Can We Avoid a Terminally Awkward Future?

Neil Sinhababu’s post here — and, even more so, the four-year-old post he links to — seems to have a lot in common with that greatly maligned Kay Hymowitz piece from last month. Which means the latter might be worth revisiting — or at least recasting in a light that doesn’t put quite so much emphasis on blaming women for “making life harder” for guys.

I think Hymowitz touched on a couple of important truths: It is manifestly true that feminism tore down a lot of the (antiquated) rules of everyday etiquette regarding romantic interaction, and failed or refused to build new ones in their place. And it is experientially true (at least as illustrated in the xkcd comic, Neil’s posts and Hymowitz’ article) that the guys this hurts are the guys who are insufficiently full of themselves to blunder on without knowing what constitutes appropriate behavior.

The question, of course, is where we go from here. I’m with Hymowitz’ critics in recognizing that there was a reason we threw out the chivalric code, and if that were our only alternative, awkwardness would be a small price to pay. But I don’t think it is the only alternative.
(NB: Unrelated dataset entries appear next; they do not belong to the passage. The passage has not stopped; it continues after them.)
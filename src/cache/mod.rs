//! Post cache
//!
//! Keeps a rendered, sorted listing of every post in memory and rebuilds it
//! from the content store once it is older than the freshness window. At most
//! one rebuild runs at a time; callers arriving during a rebuild wait for it
//! and share its result.

mod clock;

pub use clock::{Clock, ManualClock, SystemClock};

use std::sync::atomic::{AtomicU64, Ordering};
use std::sync::{Arc, PoisonError, RwLock};
use std::time::{Duration, Instant};

use crate::content::{sort_newest_first, ContentError, Post, PostLoader, Result};

/// Default freshness window
pub const DEFAULT_TTL: Duration = Duration::from_secs(5 * 60);

/// Slugs served through dedicated pages rather than the listing
pub const DEFAULT_RESERVED_SLUGS: [&str; 2] = ["about", "index"];

/// A post that could not be loaded during a rebuild
#[derive(Debug)]
pub struct LoadFailure {
    pub slug: String,
    pub error: ContentError,
}

/// An immutable listing of all posts as of one rebuild
#[derive(Debug)]
pub struct Snapshot {
    posts: Vec<Post>,
    failures: Vec<LoadFailure>,
    built_at: Instant,
}

impl Snapshot {
    /// Posts, newest first
    pub fn posts(&self) -> &[Post] {
        &self.posts
    }

    /// Documents skipped during the rebuild that produced this snapshot
    pub fn failures(&self) -> &[LoadFailure] {
        &self.failures
    }

    fn is_fresh(&self, now: Instant, ttl: Duration) -> bool {
        now.saturating_duration_since(self.built_at) < ttl
    }
}

enum CacheState {
    Empty,
    Populated(Arc<Snapshot>),
}

/// Time-bounded cache of the full post listing
pub struct PostCache {
    loader: Arc<PostLoader>,
    clock: Arc<dyn Clock>,
    ttl: Duration,
    reserved_slugs: Vec<String>,
    state: RwLock<CacheState>,
    rebuilds: AtomicU64,
}

impl PostCache {
    /// Create an empty cache
    pub fn new(loader: Arc<PostLoader>, clock: Arc<dyn Clock>) -> Self {
        Self {
            loader,
            clock,
            ttl: DEFAULT_TTL,
            reserved_slugs: DEFAULT_RESERVED_SLUGS.map(String::from).to_vec(),
            state: RwLock::new(CacheState::Empty),
            rebuilds: AtomicU64::new(0),
        }
    }

    /// Set the freshness window
    pub fn with_ttl(mut self, ttl: Duration) -> Self {
        self.ttl = ttl;
        self
    }

    /// Replace the set of slugs excluded from the listing
    pub fn with_reserved_slugs<I, S>(mut self, slugs: I) -> Self
    where
        I: IntoIterator<Item = S>,
        S: Into<String>,
    {
        self.reserved_slugs = slugs.into_iter().map(Into::into).collect();
        self
    }

    /// The loader used for rebuilds
    pub fn loader(&self) -> &PostLoader {
        &self.loader
    }

    /// Number of rebuilds performed so far
    pub fn rebuild_count(&self) -> u64 {
        self.rebuilds.load(Ordering::SeqCst)
    }

    #[cfg(test)]
    fn is_populated(&self) -> bool {
        let state = self.state.read().unwrap_or_else(PoisonError::into_inner);
        matches!(*state, CacheState::Populated(_))
    }

    /// All posts, newest first, rebuilding the listing if it has gone stale
    ///
    /// Fails only when the store cannot be enumerated; documents that fail to
    /// load are recorded in [`Snapshot::failures`] and left out.
    pub fn list_all(&self) -> Result<Arc<Snapshot>> {
        if let Some(snapshot) = self.fresh_snapshot() {
            return Ok(snapshot);
        }

        let mut state = self.state.write().unwrap_or_else(PoisonError::into_inner);

        // Another caller may have rebuilt while we waited for the write lock
        if let CacheState::Populated(snapshot) = &*state {
            if snapshot.is_fresh(self.clock.now(), self.ttl) {
                return Ok(Arc::clone(snapshot));
            }
        }

        let snapshot = Arc::new(self.rebuild()?);
        *state = CacheState::Populated(Arc::clone(&snapshot));
        Ok(snapshot)
    }

    /// The current snapshot, if there is one and it is still fresh
    fn fresh_snapshot(&self) -> Option<Arc<Snapshot>> {
        let state = self.state.read().unwrap_or_else(PoisonError::into_inner);
        match &*state {
            CacheState::Populated(snapshot) if snapshot.is_fresh(self.clock.now(), self.ttl) => {
                Some(Arc::clone(snapshot))
            }
            _ => None,
        }
    }

    /// Load every listed post from the store into a new snapshot
    fn rebuild(&self) -> Result<Snapshot> {
        let store = self.loader.store();
        let entries = store.entries().map_err(|source| ContentError::Store {
            path: store.location().to_path_buf(),
            source,
        })?;
        self.rebuilds.fetch_add(1, Ordering::SeqCst);

        let (mut posts, failures) = entries
            .iter()
            .filter_map(|entry| entry.markdown_slug())
            .filter(|slug| !self.reserved_slugs.iter().any(|r| r.as_str() == *slug))
            .fold((Vec::new(), Vec::new()), |(mut posts, mut failures), slug| {
                tracing::debug!("Indexing {}", slug);
                match self.loader.load_by_slug(slug) {
                    Ok(post) => posts.push(post),
                    Err(error) => failures.push(LoadFailure {
                        slug: slug.to_string(),
                        error,
                    }),
                }
                (posts, failures)
            });

        for failure in &failures {
            tracing::warn!("Skipping post {}: {}", failure.slug, failure.error);
        }

        sort_newest_first(&mut posts);

        tracing::info!(
            "Indexed {} posts from {:?} ({} skipped)",
            posts.len(),
            store.location(),
            failures.len()
        );

        Ok(Snapshot {
            posts,
            failures,
            built_at: self.clock.now(),
        })
    }
}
Creating a new code of etiquette would eliminate the guessing game for nice guys and allow for the punishment of the pseudo-nice-guy brutes who emulate pickup-artist behavior because they claim it’s the only way they can get women’s attention.
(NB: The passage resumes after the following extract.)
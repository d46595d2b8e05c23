//! CLI subcommands

pub mod list;
pub mod show;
A lot of liberals seem to view any social code as intentional or unintentional discrimination in disguise, which is an attitude I don’t necessarily share. But given just how lost the “nice boys” seem to be, I wish people would give just a little more consideration to creating a new, egalitarian social code, instead of assuming that awkwardness is a necessary consequence of equality. The alternative is watching variations on this xkcd strip get reused year after year, each time provoking a wistful sigh from thousands of nerds who think they’re unlucky in love but are actually just timid.